Your task is to restate the data word for word.

Information given section start

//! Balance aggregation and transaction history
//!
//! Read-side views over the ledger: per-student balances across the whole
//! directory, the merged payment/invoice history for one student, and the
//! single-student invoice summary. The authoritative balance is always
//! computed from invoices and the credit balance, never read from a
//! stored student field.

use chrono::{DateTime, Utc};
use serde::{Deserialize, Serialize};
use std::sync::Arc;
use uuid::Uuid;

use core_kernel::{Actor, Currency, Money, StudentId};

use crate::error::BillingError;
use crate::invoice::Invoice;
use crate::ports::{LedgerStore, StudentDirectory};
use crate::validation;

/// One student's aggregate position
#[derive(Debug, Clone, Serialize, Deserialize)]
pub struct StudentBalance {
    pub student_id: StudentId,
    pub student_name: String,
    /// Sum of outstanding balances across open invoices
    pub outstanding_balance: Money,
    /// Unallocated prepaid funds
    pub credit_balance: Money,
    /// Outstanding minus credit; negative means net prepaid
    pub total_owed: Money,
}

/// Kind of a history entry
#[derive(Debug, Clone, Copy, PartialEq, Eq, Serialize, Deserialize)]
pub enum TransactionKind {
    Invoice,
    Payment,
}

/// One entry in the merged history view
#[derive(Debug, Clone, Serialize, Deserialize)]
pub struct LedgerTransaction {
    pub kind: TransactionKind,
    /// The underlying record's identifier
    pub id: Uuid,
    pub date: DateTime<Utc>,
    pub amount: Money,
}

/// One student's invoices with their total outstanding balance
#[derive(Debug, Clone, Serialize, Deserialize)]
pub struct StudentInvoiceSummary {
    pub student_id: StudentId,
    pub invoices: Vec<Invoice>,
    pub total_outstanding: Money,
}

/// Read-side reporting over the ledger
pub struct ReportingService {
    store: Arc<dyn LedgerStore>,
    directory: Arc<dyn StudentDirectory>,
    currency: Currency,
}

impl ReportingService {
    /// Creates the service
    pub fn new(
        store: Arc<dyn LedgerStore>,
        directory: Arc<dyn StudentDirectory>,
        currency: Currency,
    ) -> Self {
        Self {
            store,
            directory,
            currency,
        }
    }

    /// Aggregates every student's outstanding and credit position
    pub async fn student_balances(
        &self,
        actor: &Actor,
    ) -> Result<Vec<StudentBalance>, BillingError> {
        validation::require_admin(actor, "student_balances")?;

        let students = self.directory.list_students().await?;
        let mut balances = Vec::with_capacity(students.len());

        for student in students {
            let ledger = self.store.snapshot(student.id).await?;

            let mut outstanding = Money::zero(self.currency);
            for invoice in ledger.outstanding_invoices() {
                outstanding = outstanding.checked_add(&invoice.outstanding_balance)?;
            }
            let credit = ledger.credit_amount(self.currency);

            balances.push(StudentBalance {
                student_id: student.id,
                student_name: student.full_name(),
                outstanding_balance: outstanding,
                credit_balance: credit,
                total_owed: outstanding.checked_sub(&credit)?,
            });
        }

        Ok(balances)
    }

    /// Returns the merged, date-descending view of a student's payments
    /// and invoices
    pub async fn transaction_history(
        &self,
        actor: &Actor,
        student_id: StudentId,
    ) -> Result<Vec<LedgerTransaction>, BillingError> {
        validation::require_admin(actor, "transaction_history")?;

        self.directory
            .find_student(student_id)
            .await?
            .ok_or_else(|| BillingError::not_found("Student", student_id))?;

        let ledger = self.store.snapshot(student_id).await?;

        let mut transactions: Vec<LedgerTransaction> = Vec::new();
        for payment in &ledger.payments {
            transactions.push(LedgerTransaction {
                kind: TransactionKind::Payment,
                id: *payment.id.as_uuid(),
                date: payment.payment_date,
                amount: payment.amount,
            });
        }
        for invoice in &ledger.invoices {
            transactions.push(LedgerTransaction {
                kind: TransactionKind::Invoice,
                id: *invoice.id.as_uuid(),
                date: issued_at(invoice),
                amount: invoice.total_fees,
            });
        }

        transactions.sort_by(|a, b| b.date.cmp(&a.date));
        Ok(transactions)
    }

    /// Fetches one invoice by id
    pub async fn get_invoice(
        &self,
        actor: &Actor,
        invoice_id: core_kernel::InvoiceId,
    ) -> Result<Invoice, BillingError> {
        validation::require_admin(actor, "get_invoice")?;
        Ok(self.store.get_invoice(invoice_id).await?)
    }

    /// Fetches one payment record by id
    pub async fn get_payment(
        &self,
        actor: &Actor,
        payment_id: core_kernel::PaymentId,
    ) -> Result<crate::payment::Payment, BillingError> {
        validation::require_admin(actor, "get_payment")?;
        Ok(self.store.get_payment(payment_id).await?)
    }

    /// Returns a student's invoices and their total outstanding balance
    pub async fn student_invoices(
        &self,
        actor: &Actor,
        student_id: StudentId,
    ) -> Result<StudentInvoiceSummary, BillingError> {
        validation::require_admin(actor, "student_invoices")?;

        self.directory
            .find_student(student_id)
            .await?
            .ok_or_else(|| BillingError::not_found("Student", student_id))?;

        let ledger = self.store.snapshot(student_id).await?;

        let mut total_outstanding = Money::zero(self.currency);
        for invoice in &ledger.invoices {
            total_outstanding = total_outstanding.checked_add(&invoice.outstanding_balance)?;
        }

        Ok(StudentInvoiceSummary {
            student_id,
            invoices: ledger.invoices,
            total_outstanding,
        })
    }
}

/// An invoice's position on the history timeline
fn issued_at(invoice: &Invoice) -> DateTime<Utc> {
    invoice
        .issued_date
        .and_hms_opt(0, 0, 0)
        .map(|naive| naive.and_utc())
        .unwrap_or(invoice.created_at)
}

Information given section end

Answer space:
//! Balance aggregation and transaction history
//!
//! Read-side views over the ledger: per-student balances across the whole
//! directory, the merged payment/invoice history for one student, and the
//! single-student invoice summary. The authoritative balance is always
//! computed from invoices and the credit balance, never read from a
//! stored student field.

use chrono::{DateTime, Utc};
use serde::{Deserialize, Serialize};
use std::sync::Arc;
use uuid::Uuid;

use core_kernel::{Actor, Currency, Money, StudentId};

use crate::error::BillingError;
use crate::invoice::Invoice;
use crate::ports::{LedgerStore, StudentDirectory};
use crate::validation;

/// One student's aggregate position
#[derive(Debug, Clone, Serialize, Deserialize)]
pub struct StudentBalance {
    pub student_id: StudentId,
    pub student_name: String,
    /// Sum of outstanding balances across open invoices
    pub outstanding_balance: Money,
    /// Unallocated prepaid funds
    pub credit_balance: Money,
    /// Outstanding minus credit; negative means net prepaid
    pub total_owed: Money,
}

/// Kind of a history entry
#[derive(Debug, Clone, Copy, PartialEq, Eq, Serialize, Deserialize)]
pub enum TransactionKind {
    Invoice,
    Payment,
}

/// One entry in the merged history view
#[derive(Debug, Clone, Serialize, Deserialize)]
pub struct LedgerTransaction {
    pub kind: TransactionKind,
    /// The underlying record's identifier
    pub id: Uuid,
    pub date: DateTime<Utc>,
    pub amount: Money,
}

/// One student's invoices with their total outstanding balance
#[derive(Debug, Clone, Serialize, Deserialize)]
pub struct StudentInvoiceSummary {
    pub student_id: StudentId,
    pub invoices: Vec<Invoice>,
    pub total_outstanding: Money,
}

/// Read-side reporting over the ledger
pub struct ReportingService {
    store: Arc<dyn LedgerStore>,
    directory: Arc<dyn StudentDirectory>,
    currency: Currency,
}

impl ReportingService {
    /// Creates the service
    pub fn new(
        store: Arc<dyn LedgerStore>,
        directory: Arc<dyn StudentDirectory>,
        currency: Currency,
    ) -> Self {
        Self {
            store,
            directory,
            currency,
        }
    }

    /// Aggregates every student's outstanding and credit position
    pub async fn student_balances(
        &self,
        actor: &Actor,
    ) -> Result<Vec<StudentBalance>, BillingError> {
        validation::require_admin(actor, "student_balances")?;

        let students = self.directory.list_students().await?;
        let mut balances = Vec::with_capacity(students.len());

        for student in students {
            let ledger = self.store.snapshot(student.id).await?;

            let mut outstanding = Money::zero(self.currency);
            for invoice in ledger.outstanding_invoices() {
                outstanding = outstanding.checked_add(&invoice.outstanding_balance)?;
            }
            let credit = ledger.credit_amount(self.currency);

            balances.push(StudentBalance {
                student_id: student.id,
                student_name: student.full_name(),
                outstanding_balance: outstanding,
                credit_balance: credit,
                total_owed: outstanding.checked_sub(&credit)?,
            });
        }

        Ok(balances)
    }

    /// Returns the merged, date-descending view of a student's payments
    /// and invoices
    pub async fn transaction_history(
        &self,
        actor: &Actor,
        student_id: StudentId,
    ) -> Result<Vec<LedgerTransaction>, BillingError> {
        validation::require_admin(actor, "transaction_history")?;

        self.directory
            .find_student(student_id)
            .await?
            .ok_or_else(|| BillingError::not_found("Student", student_id))?;

        let ledger = self.store.snapshot(student_id).await?;

        let mut transactions: Vec<LedgerTransaction> = Vec::new();
        for payment in &ledger.payments {
            transactions.push(LedgerTransaction {
                kind: TransactionKind::Payment,
                id: *payment.id.as_uuid(),
                date: payment.payment_date,
                amount: payment.amount,
            });
        }
        for invoice in &ledger.invoices {
            transactions.push(LedgerTransaction {
                kind: TransactionKind::Invoice,
                id: *invoice.id.as_uuid(),
                date: issued_at(invoice),
                amount: invoice.total_fees,
            });
        }

        transactions.sort_by(|a, b| b.date.cmp(&a.date));
        Ok(transactions)
    }

    /// Fetches one invoice by id
    pub async fn get_invoice(
        &self,
        actor: &Actor,
        invoice_id: core_kernel::InvoiceId,
    ) -> Result<Invoice, BillingError> {
        validation::require_admin(actor, "get_invoice")?;
        Ok(self.store.get_invoice(invoice_id).await?)
    }

    /// Fetches one payment record by id
    pub async fn get_payment(
        &self,
        actor: &Actor,
        payment_id: core_kernel::PaymentId,
    ) -> Result<crate::payment::Payment, BillingError> {
        validation::require_admin(actor, "get_payment")?;
        Ok(self.store.get_payment(payment_id).await?)
    }

    /// Returns a student's invoices and their total outstanding balance
    pub async fn student_invoices(
        &self,
        actor: &Actor,
        student_id: StudentId,
    ) -> Result<StudentInvoiceSummary, BillingError> {
        validation::require_admin(actor, "student_invoices")?;

        self.directory
            .find_student(student_id)
            .await?
            .ok_or_else(|| BillingError::not_found("Student", student_id))?;

        let ledger = self.store.snapshot(student_id).await?;

        let mut total_outstanding = Money::zero(self.currency);
        for invoice in &ledger.invoices {
            total_outstanding = total_outstanding.checked_add(&invoice.outstanding_balance)?;
        }

        Ok(StudentInvoiceSummary {
            student_id,
            invoices: ledger.invoices,
            total_outstanding,
        })
    }
}

/// An invoice's position on the history timeline
fn issued_at(invoice: &Invoice) -> DateTime<Utc> {
    invoice
        .issued_date
        .and_hms_opt(0, 0, 0)
        .map(|naive| naive.and_utc())
        .unwrap_or(invoice.created_at)
}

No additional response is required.